Starring Pat Healy, Vinessa Shaw, and Sierra McCormick
Written by Max Booth III
Directed by Sean King O’Grady
If Pyewacket and It Comes at Night were to somehow get together– maybe in a bar, maybe at a festival afterparty hosted by Variety– and decide to have a child together, it might look something like We Need to Do Something. Well, it would probably look a lot like We Need to Do Something. Sean King O’Grady’s directorial debut based on the novella by (and written by) Max Booth III is a chaotic, sinister, dangerous, and unapologetically unhinged genre showcase punctuated by strong performances, a wicked sense of humor, and a creeping, enveloping sense of unknown fear it becomes almost contagious. Paranoia seeps over the perimeter of the screen, out of frame and into the audiences’ minds. One of the year’s most audacious and terrifying debuts, We Need to Do Something is independent genre filmmaking at its most daring and rewarding.
Teenage punk princess Melissa (Sierra McCormick), her brother, Bobby (John James Cronin), her mother, Diane (Vinessa Shaw), and father, Robert (Pat Healy) seek shelter in a fantastically anachronistic mid-century bathroom as a storm approaches. Everyone comforts one another with fake assurances that the impending storm is not, in fact, a tornado. Everyone, of course, except for Melissa. Melissa senses something else in the air, and when a tornado does land and a backyard tree blocks the family’s only means of escape, the worst of her fears might very well be confirmed.
We Need to Do Something is stripped down, ambiguous filmmaking in the purest form. Entirely set in the bathroom save for a smattering of flashback vignettes to Melissa and her witchy, Hocus Pocus girlfriend, Amy (Lisette Alexis), O’Grady deliberately, perversely restricts the audience POV. The It Comes at Night parallels are not for nothing– fans of comprehensive, absolute filmmaking will walk away disappointed. Disembodied voices and prowling, behemoth-sized menace fills the periphery, yet the audience, much like the family, remains in the dark. In fact, audiences see even less than they do, a deliberately restrictive vantage point that heightens the suffocating tension as the family grapples with what, or whom, has trapped them in the bathroom.
Piled on top are conventional domestic grievances, arguably one of the movie’s only missteps. Healy and Shaw, both genre veterans themselves, sell the marital tension with grindhouse bravado, imbuing their characters with more wit and charm than the pedestrian strife actually deserves. Healy’s Robert drinks and Shaw’s Diane has likely had an affair, though beyond that, the audience knows little about what’s made their marriage so toxic or, moreover, why they’re still together in the first place.
The conflict, though, is a springboard for the horrors outside the walls, and on that front, Booth and O’Grady deliver. We Need to Do Something is a nasty, violent, uncompromising slice of less-is-more horror, the kind that begs questions while offering enough conventional genre thrills to satisfy naysayers. It poses sundry questions, and while the answers are frighteningly unclear– the old adage of what we don’t see being scarier than what we do remains firmly true here– the horrors we do see are otherworldly, a hybrid of grounded tension and occult mayhem.

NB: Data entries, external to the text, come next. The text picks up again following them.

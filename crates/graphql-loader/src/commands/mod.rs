mod bundle;

use crate::Cli;
use crate::CommandResult;
use bundle::BundleCmd;

#[derive(Debug, clap::Parser)]
#[command(name = "graphql-loader")]
pub(crate) enum CommandEnum {
    /// Bundle a GraphQL document (or every document under a directory)
    /// together with all of its `#import`ed fragments.
    Bundle(Box<BundleCmd>),
}
impl CommandEnum {
    pub(crate) async fn run(self, cli: Cli) -> CommandResult {
        match self {
            Self::Bundle(cmd) => cmd.run(cli).await
        }
    }
}

#[cfg(test)]
mod tests;
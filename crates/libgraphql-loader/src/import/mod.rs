//! Expansion of `#import "path"` directives into a single merged document.

mod import_directive;
mod import_error;
mod import_resolver;

pub use import_directive::ImportDirective;
pub use import_directive::scan_import_directives;
pub use import_error::ImportError;
pub use import_resolver::ImportResolver;

#[cfg(test)]
mod tests;
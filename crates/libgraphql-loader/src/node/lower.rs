//! `graphql_parser` query `Document` → tagged [`AstNode`] tree.

use crate::ast;
use crate::node::AstNode;
use crate::node::SourceLocation;
use crate::node::kind;
use std::path::Path;

struct LowerContext<'a> {
    file: Option<&'a Path>,
}
impl LowerContext<'_> {
    fn loc(&self, pos: ast::Pos) -> Option<SourceLocation> {
        Some(SourceLocation::from_pos(self.file, pos))
    }
}

/// Converts a parsed document into a `Document` node. Every node the parser
/// reports a position for gets a [`SourceLocation`] tagged with `file`.
pub fn lower_document(document: &ast::Document, file: Option<&Path>) -> AstNode {
    let ctx = LowerContext { file };
    let definitions: Vec<AstNode> = document
        .definitions
        .iter()
        .map(|def| match def {
            ast::Definition::Operation(op) => lower_operation(op, &ctx),
            ast::Definition::Fragment(frag) => lower_fragment_def(frag, &ctx),
        })
        .collect();

    AstNode::new(kind::DOCUMENT)
        .with_loc(Some(SourceLocation::start_of(file)))
        .with("definitions", definitions)
}

fn lower_operation(
    op: &ast::OperationDefinition,
    ctx: &LowerContext<'_>,
) -> AstNode {
    use ast::OperationDefinition as OpDef;
    let (operation, position, name, variable_definitions, directives, selection_set) =
        match op {
            OpDef::SelectionSet(sel_set) => {
                return AstNode::new(kind::OPERATION_DEFINITION)
                    .with_loc(ctx.loc(sel_set.span.0))
                    .with("operation", "query")
                    .with("name", None::<AstNode>)
                    .with("variableDefinitions", Vec::<AstNode>::new())
                    .with("directives", Vec::<AstNode>::new())
                    .with("selectionSet", lower_selection_set(sel_set, ctx));
            },
            OpDef::Query(query) => (
                "query",
                query.position,
                &query.name,
                &query.variable_definitions,
                &query.directives,
                &query.selection_set,
            ),
            OpDef::Mutation(mutation) => (
                "mutation",
                mutation.position,
                &mutation.name,
                &mutation.variable_definitions,
                &mutation.directives,
                &mutation.selection_set,
            ),
            OpDef::Subscription(subscription) => (
                "subscription",
                subscription.position,
                &subscription.name,
                &subscription.variable_definitions,
                &subscription.directives,
                &subscription.selection_set,
            ),
        };

    AstNode::new(kind::OPERATION_DEFINITION)
        .with_loc(ctx.loc(position))
        .with("operation", operation)
        .with("name", name.as_deref().map(AstNode::name_node))
        .with(
            "variableDefinitions",
            variable_definitions
                .iter()
                .map(|var_def| lower_variable_def(var_def, ctx))
                .collect::<Vec<_>>(),
        )
        .with("directives", lower_directives(directives, ctx))
        .with("selectionSet", lower_selection_set(selection_set, ctx))
}

fn lower_fragment_def(
    frag: &ast::FragmentDefinition,
    ctx: &LowerContext<'_>,
) -> AstNode {
    AstNode::new(kind::FRAGMENT_DEFINITION)
        .with_loc(ctx.loc(frag.position))
        .with("name", AstNode::name_node(frag.name.as_str()))
        .with("typeCondition", lower_type_condition(&frag.type_condition))
        .with("directives", lower_directives(&frag.directives, ctx))
        .with("selectionSet", lower_selection_set(&frag.selection_set, ctx))
}

fn lower_selection_set(
    sel_set: &ast::SelectionSet,
    ctx: &LowerContext<'_>,
) -> AstNode {
    let selections: Vec<AstNode> = sel_set
        .items
        .iter()
        .map(|sel| lower_selection(sel, ctx))
        .collect();

    AstNode::new(kind::SELECTION_SET)
        .with_loc(ctx.loc(sel_set.span.0))
        .with("selections", selections)
}

fn lower_selection(sel: &ast::Selection, ctx: &LowerContext<'_>) -> AstNode {
    match sel {
        ast::Selection::Field(field) => lower_field(field, ctx),
        ast::Selection::FragmentSpread(spread) => {
            AstNode::new(kind::FRAGMENT_SPREAD)
                .with_loc(ctx.loc(spread.position))
                .with("name", AstNode::name_node(spread.fragment_name.as_str()))
                .with("directives", lower_directives(&spread.directives, ctx))
        },
        ast::Selection::InlineFragment(inline) => {
            AstNode::new(kind::INLINE_FRAGMENT)
                .with_loc(ctx.loc(inline.position))
                .with(
                    "typeCondition",
                    inline.type_condition.as_ref().map(lower_type_condition),
                )
                .with("directives", lower_directives(&inline.directives, ctx))
                .with(
                    "selectionSet",
                    lower_selection_set(&inline.selection_set, ctx),
                )
        },
    }
}

fn lower_field(field: &ast::Field, ctx: &LowerContext<'_>) -> AstNode {
    // graphql_parser models a leaf field as an empty selection set.
    let selection_set = (!field.selection_set.items.is_empty())
        .then(|| lower_selection_set(&field.selection_set, ctx));

    AstNode::new(kind::FIELD)
        .with_loc(ctx.loc(field.position))
        .with("alias", field.alias.as_deref().map(AstNode::name_node))
        .with("name", AstNode::name_node(field.name.as_str()))
        .with("arguments", lower_arguments(&field.arguments))
        .with("directives", lower_directives(&field.directives, ctx))
        .with("selectionSet", selection_set)
}

fn lower_type_condition(type_cond: &ast::TypeCondition) -> AstNode {
    let ast::TypeCondition::On(type_name) = type_cond;
    named_type_node(type_name)
}

fn lower_variable_def(
    var_def: &ast::VariableDefinition,
    ctx: &LowerContext<'_>,
) -> AstNode {
    AstNode::new(kind::VARIABLE_DEFINITION)
        .with_loc(ctx.loc(var_def.position))
        .with(
            "variable",
            AstNode::new(kind::VARIABLE)
                .with("name", AstNode::name_node(var_def.name.as_str())),
        )
        .with("type", lower_type(&var_def.var_type))
        .with("defaultValue", var_def.default_value.as_ref().map(lower_value))
        .with("directives", Vec::<AstNode>::new())
}

fn lower_type(ty: &ast::Type) -> AstNode {
    match ty {
        ast::Type::NamedType(name) => named_type_node(name),
        ast::Type::ListType(inner) => {
            AstNode::new(kind::LIST_TYPE).with("type", lower_type(inner))
        },
        ast::Type::NonNullType(inner) => {
            AstNode::new(kind::NON_NULL_TYPE).with("type", lower_type(inner))
        },
    }
}

fn named_type_node(name: &str) -> AstNode {
    AstNode::new(kind::NAMED_TYPE).with("name", AstNode::name_node(name))
}

fn lower_directives(
    directives: &[ast::Directive],
    ctx: &LowerContext<'_>,
) -> Vec<AstNode> {
    directives
        .iter()
        .map(|directive| {
            AstNode::new(kind::DIRECTIVE)
                .with_loc(ctx.loc(directive.position))
                .with("name", AstNode::name_node(directive.name.as_str()))
                .with("arguments", lower_arguments(&directive.arguments))
        })
        .collect()
}

fn lower_arguments(arguments: &[(String, ast::Value)]) -> Vec<AstNode> {
    arguments
        .iter()
        .map(|(name, value)| {
            AstNode::new(kind::ARGUMENT)
                .with("name", AstNode::name_node(name.as_str()))
                .with("value", lower_value(value))
        })
        .collect()
}

fn lower_value(value: &ast::Value) -> AstNode {
    use ast::Value;
    match value {
        Value::Variable(name) => AstNode::new(kind::VARIABLE)
            .with("name", AstNode::name_node(name.as_str())),
        Value::Int(number) => AstNode::new(kind::INT_VALUE)
            .with("value", number.as_i64().unwrap_or(0).to_string()),
        Value::Float(float) => {
            AstNode::new(kind::FLOAT_VALUE).with("value", float.to_string())
        },
        Value::String(string) => AstNode::new(kind::STRING_VALUE)
            .with("value", string.as_str())
            .with("block", false),
        Value::Boolean(boolean) => {
            AstNode::new(kind::BOOLEAN_VALUE).with("value", *boolean)
        },
        Value::Null => AstNode::new(kind::NULL_VALUE),
        Value::Enum(name) => {
            AstNode::new(kind::ENUM_VALUE).with("value", name.as_str())
        },
        Value::List(items) => AstNode::new(kind::LIST_VALUE)
            .with("values", items.iter().map(lower_value).collect::<Vec<_>>()),
        Value::Object(fields) => AstNode::new(kind::OBJECT_VALUE).with(
            "fields",
            fields
                .iter()
                .map(|(name, value)| {
                    AstNode::new(kind::OBJECT_FIELD)
                        .with("name", AstNode::name_node(name.as_str()))
                        .with("value", lower_value(value))
                })
                .collect::<Vec<_>>(),
        ),
    }
}
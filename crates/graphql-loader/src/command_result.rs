use std::process::ExitCode;

#[derive(Debug)]
pub(crate) struct CommandResult {
    pub exit_code: ExitCode,
    pub stderr: Option<String>,
    pub stdout: Option<String>,
}

impl CommandResult {
    pub fn stderr(fmt_args: std::fmt::Arguments<'_>) -> Self {
        Self {
            exit_code: ExitCode::FAILURE,
            stderr: Some(format!("{fmt_args}")),
            stdout: None,
        }
    }

    /// A successful run that may still have warnings (e.g. validation
    /// diagnostics) for stderr.
    pub fn success(stdout: String, stderr: Option<String>) -> Self {
        Self {
            exit_code: ExitCode::SUCCESS,
            stderr,
            stdout: Some(stdout),
        }
    }
}
use crate::output::LoaderOutput;
use crate::validation::ValidationError;

#[derive(Clone, Debug, PartialEq)]
pub struct LoaderResult {
    pub output: LoaderOutput,

    /// Validation errors found in the bundled document. Empty unless
    /// validation is enabled.
    pub diagnostics: Vec<ValidationError>,
}
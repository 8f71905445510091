use thiserror::Error;

/// A tagged tree that does not have the shape of a GraphQL executable
/// document.
#[derive(Clone, Debug, Error, PartialEq)]
pub enum NodeShapeError {
    #[error("Float literal `{value}` is not a valid number")]
    InvalidFloat { value: String },

    #[error("Int literal `{value}` is not a valid integer")]
    InvalidInt { value: String },

    #[error("`{kind}` node is missing its `{field}` field")]
    MissingField { kind: String, field: String },

    #[error("Unknown operation type `{operation}`")]
    UnknownOperation { operation: String },

    #[error("Expected one of [{}] but found a `{found}` node", .expected.join(", "))]
    UnexpectedKind { expected: Vec<&'static str>, found: String },
}
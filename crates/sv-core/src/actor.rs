use std::collections::BTreeMap;
use std::fmt;

use chrono::{DateTime, Utc};
use serde::{Deserialize, Serialize};
use uuid::Uuid;

use crate::item::{Item, ItemId};
use crate::stats::{Attribute, CombatAttribute, Skill};

/// Unique identifier for every actor document.
#[derive(Debug, Clone, Copy, PartialEq, Eq, Hash, Serialize, Deserialize)]
pub struct ActorId(pub Uuid);

impl ActorId {
    /// Generate a new random actor ID.
    pub fn new() -> Self {
        Self(Uuid::new_v4())
    }
}

impl Default for ActorId {
    fn default() -> Self {
        Self::new()
    }
}

impl fmt::Display for ActorId {
    fn fmt(&self, f: &mut fmt::Formatter<'_>) -> fmt::Result {
        write!(f, "{}", &self.0.to_string()[..8])
    }
}

/// The sheet type of an actor.
#[derive(Debug, Clone, Copy, PartialEq, Eq, Hash, Serialize, Deserialize)]
#[serde(rename_all = "snake_case")]
pub enum ActorKind {
    /// A hero run by a player.
    PlayerCharacter,
    /// A villain's lieutenant: a full sheet with only two dramatic wounds.
    Lieutenant,
    /// A villain (scélérat).
    Villain,
    /// A nameless henchman (second couteau) with a single wound row.
    Henchman,
}

impl ActorKind {
    /// Parse a kind from user input.
    pub fn parse(s: &str) -> Option<Self> {
        match s.trim().to_lowercase().as_str() {
            "player_character" | "pc" | "hero" | "playercharacter" => Some(Self::PlayerCharacter),
            "lieutenant" => Some(Self::Lieutenant),
            "villain" | "scelerat" => Some(Self::Villain),
            "henchman" | "second_couteau" | "secondcouteau" => Some(Self::Henchman),
            _ => None,
        }
    }

    /// Number of dramatic wounds this kind of actor can take.
    pub fn max_dramatic_wounds(self) -> u32 {
        match self {
            Self::Lieutenant => 2,
            _ => 4,
        }
    }

    /// Whether this kind of actor may show a sorcery section at all.
    pub fn can_wield_sorcery(self) -> bool {
        matches!(self, Self::PlayerCharacter | Self::Villain | Self::Lieutenant)
    }
}

impl fmt::Display for ActorKind {
    fn fmt(&self, f: &mut fmt::Formatter<'_>) -> fmt::Result {
        match self {
            Self::PlayerCharacter => write!(f, "player character"),
            Self::Lieutenant => write!(f, "lieutenant"),
            Self::Villain => write!(f, "villain"),
            Self::Henchman => write!(f, "henchman"),
        }
    }
}

/// A skill rating plus its specialization flag.
#[derive(Debug, Clone, Copy, Default, PartialEq, Eq, Serialize, Deserialize)]
pub struct SkillRating {
    /// Rating, 0 for untrained.
    pub value: u32,
    /// Specialized skills explode on tens.
    #[serde(default)]
    pub specialized: bool,
}

/// Wound counters.
#[derive(Debug, Clone, Copy, Default, PartialEq, Eq, Serialize, Deserialize)]
pub struct Wounds {
    /// Marked normal wound circles.
    pub normal: u32,
    /// Marked dramatic wound stars.
    pub dramatic: u32,
}

/// The schools of sorcery a character may practise.
#[derive(Debug, Clone, Copy, PartialEq, Eq, Hash, Serialize, Deserialize)]
#[serde(rename_all = "snake_case")]
pub enum SorceryKind {
    /// Porté.
    Porte,
    /// Sorte. The only school that tracks backlash.
    Sorte,
    /// Hexenwerk.
    Hexen,
    /// Glamour.
    Glamour,
    /// Sanderis.
    Sanderis,
    /// Alquimia.
    Alquemie,
}

impl SorceryKind {
    /// Every school, in sheet order.
    pub const ALL: [Self; 6] = [
        Self::Porte,
        Self::Sorte,
        Self::Hexen,
        Self::Glamour,
        Self::Sanderis,
        Self::Alquemie,
    ];

    /// Parse a school name (case-insensitive, accents ignored).
    pub fn parse(s: &str) -> Option<Self> {
        match s.trim().to_lowercase().as_str() {
            "porte" | "porté" => Some(Self::Porte),
            "sorte" => Some(Self::Sorte),
            "hexen" | "hexenwerk" => Some(Self::Hexen),
            "glamour" => Some(Self::Glamour),
            "sanderis" => Some(Self::Sanderis),
            "alquemie" | "alquimia" => Some(Self::Alquemie),
            _ => None,
        }
    }

    /// Label shown on the sheet.
    pub fn label(self) -> &'static str {
        match self {
            Self::Porte => "Porte",
            Self::Sorte => "Sorte",
            Self::Hexen => "Hexen",
            Self::Glamour => "Glamour",
            Self::Sanderis => "Sanderis",
            Self::Alquemie => "Alquemie",
        }
    }
}

/// Sorcery section of a sheet.
#[derive(Debug, Clone, Copy, Default, PartialEq, Eq, Serialize, Deserialize)]
pub struct Sorcery {
    /// Chosen school, if any.
    pub kind: Option<SorceryKind>,
    /// Backlash (contrecoup) marked so far, 0 to 10.
    #[serde(default)]
    pub backlash: u32,
}

/// An actor document: every character on the table is one.
#[derive(Debug, Clone, Serialize, Deserialize)]
pub struct Actor {
    /// Unique identifier for this actor.
    pub id: ActorId,
    /// Display name.
    pub name: String,
    /// Sheet type.
    pub kind: ActorKind,
    /// Base attribute ratings.
    pub attributes: BTreeMap<Attribute, u32>,
    /// Skill ratings.
    pub skills: BTreeMap<Skill, SkillRating>,
    /// Which base attribute each combat attribute borrows from.
    pub combat_links: BTreeMap<CombatAttribute, Attribute>,
    /// Wound counters.
    #[serde(default)]
    pub wounds: Wounds,
    /// Heroism points.
    #[serde(default)]
    pub heroism: u32,
    /// Sorcery section.
    #[serde(default)]
    pub sorcery: Sorcery,
    /// Henchman strength (puissance); sizes the henchman wound row.
    #[serde(default = "default_power")]
    pub power: u32,
    /// Embedded items.
    #[serde(default)]
    pub items: Vec<Item>,
    /// Timestamp when the actor was created.
    pub created_at: DateTime<Utc>,
    /// Timestamp when the actor was last modified.
    pub updated_at: DateTime<Utc>,
}

fn default_power() -> u32 {
    1
}

impl Actor {
    /// Create a fresh actor: every attribute at 1, every skill at 0,
    /// combat attributes on their default links.
    pub fn new(kind: ActorKind, name: impl Into<String>) -> Self {
        let now = Utc::now();
        Self {
            id: ActorId::new(),
            name: name.into(),
            kind,
            attributes: Attribute::ALL.iter().map(|a| (*a, 1)).collect(),
            skills: Skill::ALL
                .iter()
                .map(|s| (*s, SkillRating::default()))
                .collect(),
            combat_links: CombatAttribute::ALL
                .iter()
                .map(|c| (*c, c.default_link()))
                .collect(),
            wounds: Wounds::default(),
            heroism: 0,
            sorcery: Sorcery::default(),
            power: default_power(),
            items: Vec::new(),
            created_at: now,
            updated_at: now,
        }
    }

    /// Rating of a base attribute, 0 if the document lacks it.
    pub fn attribute(&self, attribute: Attribute) -> u32 {
        self.attributes.get(&attribute).copied().unwrap_or(0)
    }

    /// Rating and specialization of a skill, untrained if missing.
    pub fn skill(&self, skill: Skill) -> SkillRating {
        self.skills.get(&skill).copied().unwrap_or_default()
    }

    /// The base attribute a combat attribute borrows from.
    pub fn combat_link(&self, combat: CombatAttribute) -> Attribute {
        self.combat_links
            .get(&combat)
            .copied()
            .unwrap_or_else(|| combat.default_link())
    }

    /// Value of a combat attribute (the linked attribute's value).
    pub fn combat_value(&self, combat: CombatAttribute) -> u32 {
        self.attribute(self.combat_link(combat))
    }

    /// Find an embedded item by ID.
    pub fn item(&self, id: ItemId) -> Option<&Item> {
        self.items.iter().find(|i| i.id == id)
    }

    /// Find an embedded item by ID, mutably.
    pub fn item_mut(&mut self, id: ItemId) -> Option<&mut Item> {
        self.items.iter_mut().find(|i| i.id == id)
    }
}
//! Exploding tens.
//!
//! After each round, every 10 in that round buys one more die. The next round
//! draws exactly that many dice and the check repeats on it, until a round
//! shows no 10.

use tracing::warn;

use crate::dice::DieSource;
use crate::dice::roll::count_tens;
use crate::error::MechResult;

/// Most explosion rounds rolled after the base round.
///
/// A chain this long has probability 10^-100, so the cap never fires at a
/// real table. When it does, the outcome is flagged instead of looping on.
pub const MAX_EXPLOSION_ROUNDS: usize = 100;

/// Rounds drawn after a base round.
#[derive(Debug, Clone, Default, PartialEq, Eq)]
pub struct Explosion {
    /// Faces of each explosion round, in draw order.
    pub rounds: Vec<Vec<u8>>,
    /// True if the round cap stopped the chain while tens were still pending.
    pub capped: bool,
}

/// Draw explosion rounds for `base` until a round contains no 10.
pub fn explode(base: &[u8], source: &mut impl DieSource) -> MechResult<Explosion> {
    let mut explosion = Explosion::default();
    let mut pending = count_tens(base);

    while pending > 0 {
        if explosion.rounds.len() >= MAX_EXPLOSION_ROUNDS {
            warn!(
                rounds = MAX_EXPLOSION_ROUNDS,
                pending, "explosion cap reached; remaining tens not rerolled"
            );
            explosion.capped = true;
            break;
        }
        let round = source.draw(pending)?;
        pending = count_tens(&round);
        explosion.rounds.push(round);
    }

    Ok(explosion)
}

#[cfg(test)]
mod tests {
    use super::*;
    use crate::dice::ScriptedDice;

    #[test]
    fn no_tens_no_rounds() {
        let mut dice = ScriptedDice::default();
        let e = explode(&[1, 5, 9], &mut dice).unwrap();
        assert!(e.rounds.is_empty());
        assert!(!e.capped);
    }

    #[test]
    fn chained_rounds() {
        // Two tens in the base, one ten in round one, none in round two.
        let mut dice = ScriptedDice::new([10, 4, 7]);
        let e = explode(&[10, 10, 3], &mut dice).unwrap();
        assert_eq!(e.rounds, vec![vec![10, 4], vec![7]]);
        assert_eq!(dice.remaining(), 0);
    }

    #[test]
    fn cap_stops_endless_tens() {
        let mut dice = ScriptedDice::new(std::iter::repeat_n(10, MAX_EXPLOSION_ROUNDS + 5));
        let e = explode(&[10], &mut dice).unwrap();
        assert!(e.capped);
        assert_eq!(e.rounds.len(), MAX_EXPLOSION_ROUNDS);
        assert_eq!(dice.drawn(), MAX_EXPLOSION_ROUNDS);
    }

    #[test]
    fn source_failure_propagates() {
        let mut dice = ScriptedDice::default();
        assert!(explode(&[10], &mut dice).is_err());
    }
}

Snakes, beheaded animals, squirming tongues, and this year’s scariest voice beyond the door upend audience expectations, burrowing their way into the audiences most primal fears of fractured families and apocalyptic mayhem. Satanic panic by way of “It’s 10pm, do you know where your children are,” We Need to Do Something is no less terrifying than the nationwide stranglehold stranger danger and burning effigies, however unfounded, had over the country four decades ago.
Conscientious and riotously funny references– including perhaps the best use of Rick Astley in a movie, well, ever– add enough distinct characterization and texture to overshadow some of the more familiar beats. We Need to Do Something is deliberately paced, a molasses drip of suggestion and horrific insinuation. While it’s never entirely clear what’s happening, it retains a firm enough grip around the audience’s throat to not matter much in the end. The characters need to do something– anything– yet the audience remains chillingly still. Slowly yet surely, We Need to Do Something slithers its way into the audiences’ minds, and by the end, it will leave them breathless.
Unhinged, chaotic, and abounding with occult chills, We Need to Do Something is poised to be one of 2021’s most ambiguous yet enduringly frightening horror debuts.